### [What is being asked]
Report every line of the records beneath this task that holds the string "category".

[Data section — start]

//! SVG scene for a generated floor plan.
//!
//! The scene is rebuilt from the plan on every call. Hover highlighting is
//! part of the input ([`SceneStyle`]), so a front end re-renders with a new
//! hovered index instead of mutating nodes in place.

use std::fmt::Write;

use floorplan_logic::constants::canvas;
use floorplan_logic::{FloorPlan, PlacedRoom};

const SVG_NS: &str = "http://www.w3.org/2000/svg";
const INK: &str = "#2c3e50";
const BACKGROUND_FILL: &str = "#f8f9fa";
const BACKGROUND_STROKE: &str = "#dee2e6";
const NORTH_ARROW_FILL: &str = "#e74c3c";

/// Scale bar length in canvas units and the distance it stands for.
const SCALE_BAR_UNITS: f64 = 75.0;
const SCALE_BAR_LABEL: &str = "5m";

/// Letter under the north arrow ("Kuzey").
const NORTH_LABEL: &str = "K";

/// Declarative per-render state.
#[derive(Debug, Clone, Copy, Default, PartialEq, Eq)]
pub struct SceneStyle {
    /// Index into `FloorPlan::rooms` of the room under the pointer.
    pub hovered: Option<usize>,
}

/// Resolved stroke/filter for one room.
#[derive(Debug, Clone, Copy, PartialEq)]
pub struct RoomStyle {
    pub stroke_width: f64,
    pub filter: Option<&'static str>,
}

impl SceneStyle {
    pub fn hovering(index: usize) -> Self {
        Self {
            hovered: Some(index),
        }
    }

    pub fn room_style(&self, index: usize) -> RoomStyle {
        if self.hovered == Some(index) {
            RoomStyle {
                stroke_width: 3.0,
                filter: Some("brightness(0.9)"),
            }
        } else {
            RoomStyle {
                stroke_width: 2.0,
                filter: None,
            }
        }
    }
}

/// Format a coordinate: at most two decimals, no trailing zeros.
pub(crate) fn num(v: f64) -> String {
    let s = format!("{:.2}", v);
    let s = s.trim_end_matches('0').trim_end_matches('.');
    if s == "-0" {
        "0".to_string()
    } else {
        s.to_string()
    }
}

pub(crate) fn escape_xml(text: &str) -> String {
    let mut out = String::with_capacity(text.len());
    for c in text.chars() {
        match c {
            '&' => out.push_str("&amp;"),
            '<' => out.push_str("&lt;"),
            '>' => out.push_str("&gt;"),
            '"' => out.push_str("&quot;"),
            '\'' => out.push_str("&apos;"),
            _ => out.push(c),
        }
    }
    out
}

/// Whether a room is large enough to carry its dimension text.
pub fn shows_dimensions(room: &PlacedRoom) -> bool {
    room.width > canvas::DIMENSION_MIN_WIDTH && room.height > canvas::DIMENSION_MIN_HEIGHT
}

/// Render the plan as a standalone SVG document.
pub fn render_svg(plan: &FloorPlan, style: &SceneStyle) -> String {
    let w = plan.canvas_width;
    let h = plan.canvas_height;
    let mut out = String::with_capacity(1024 + plan.rooms.len() * 512);

    // Writing into a String cannot fail.
    let _ = writeln!(
        out,
        r#"<svg xmlns="{}" id="floorPlan" viewBox="0 0 {} {}" width="{}" height="{}">"#,
        SVG_NS,
        num(w),
        num(h),
        num(w),
        num(h)
    );
    write_scene(&mut out, plan, style);
    out.push_str("</svg>\n");

    log::debug!("rendered {} rooms into {} bytes of SVG", plan.rooms.len(), out.len());
    out
}

/// Scene contents in plan coordinates, without the enclosing `<svg>`.
pub(crate) fn write_scene(out: &mut String, plan: &FloorPlan, style: &SceneStyle) {
    let w = plan.canvas_width;
    let h = plan.canvas_height;
    let _ = writeln!(
        out,
        r#"<rect width="{}" height="{}" fill="{}" stroke="{}" stroke-width="2"/>"#,
        num(w),
        num(h),
        BACKGROUND_FILL,
        BACKGROUND_STROKE
    );

    for (index, room) in plan.rooms.iter().enumerate() {
        write_room(out, room, index, style.room_style(index));
    }

    write_north_arrow(out, w);
    write_scale_bar(out, h);
}

fn write_room(out: &mut String, room: &PlacedRoom, index: usize, style: RoomStyle) {
    let (cx, cy) = room.center();
    let _ = writeln!(
        out,
        r#"<g class="room-group {}">"#,
        room.category.css_class()
    );

    let _ = write!(
        out,
        r#"<rect x="{}" y="{}" width="{}" height="{}" fill="{}" stroke="{}" stroke-width="{}" class="room-rect" data-room-index="{}""#,
        num(room.x),
        num(room.y),
        num(room.width),
        num(room.height),
        room.category.fill_color(),
        INK,
        num(style.stroke_width),
        index
    );
    if let Some(filter) = style.filter {
        let _ = write!(out, r#" filter="{}""#, filter);
    }
    out.push_str("/>\n");

    let _ = writeln!(
        out,
        r#"<text x="{}" y="{}" text-anchor="middle" class="room-text" font-size="{}" fill="{}" font-weight="bold">{}</text>"#,
        num(cx),
        num(cy - 8.0),
        num((room.width / 8.0).min(14.0)),
        INK,
        escape_xml(&room.label)
    );
    let _ = writeln!(
        out,
        r##"<text x="{}" y="{}" text-anchor="middle" class="room-area-text" font-size="{}" fill="#666">{} m²</text>"##,
        num(cx),
        num(cy + 10.0),
        num((room.width / 10.0).min(12.0)),
        room.area
    );

    if shows_dimensions(room) {
        let (wm, hm) = room.dimensions_m();
        let _ = writeln!(
            out,
            r##"<text x="{}" y="{}" text-anchor="middle" class="room-dimension-text" font-size="10" fill="#999">{}m × {}m</text>"##,
            num(cx),
            num(cy + 25.0),
            wm,
            hm
        );
    }

    out.push_str("</g>\n");
}

fn write_north_arrow(out: &mut String, width: f64) {
    let _ = writeln!(
        out,
        r#"<g class="north-arrow" transform="translate({}, 40)">"#,
        num(width - 50.0)
    );
    let _ = writeln!(
        out,
        r##"<circle cx="0" cy="0" r="20" fill="#fff" stroke="{}" stroke-width="2"/>"##,
        INK
    );
    let _ = writeln!(
        out,
        r#"<path d="M 0,-15 L 6,5 L 0,2 L -6,5 Z" fill="{}"/>"#,
        NORTH_ARROW_FILL
    );
    let _ = writeln!(
        out,
        r#"<text x="0" y="35" text-anchor="middle" font-size="12" font-weight="bold" fill="{}">{}</text>"#,
        INK, NORTH_LABEL
    );
    out.push_str("</g>\n");
}

fn write_scale_bar(out: &mut String, height: f64) {
    let end = num(SCALE_BAR_UNITS);
    let _ = writeln!(
        out,
        r#"<g class="scale-bar" transform="translate(20, {})">"#,
        num(height - 30.0)
    );
    let _ = writeln!(
        out,
        r#"<line x1="0" y1="0" x2="{}" y2="0" stroke="{}" stroke-width="2"/>"#,
        end, INK
    );
    let _ = writeln!(
        out,
        r#"<line x1="0" y1="-5" x2="0" y2="5" stroke="{}" stroke-width="2"/>"#,
        INK
    );
    let _ = writeln!(
        out,
        r#"<line x1="{}" y1="-5" x2="{}" y2="5" stroke="{}" stroke-width="2"/>"#,
        end, end, INK
    );
    let _ = writeln!(
        out,
        r#"<text x="{}" y="-10" text-anchor="middle" font-size="10" fill="{}">{}</text>"#,
        num(SCALE_BAR_UNITS / 2.0),
        INK,
        SCALE_BAR_LABEL
    );
    out.push_str("</g>\n");
}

[Data section — finish]

### [Task solution]
        room.category.css_class()
        room.category.fill_color(),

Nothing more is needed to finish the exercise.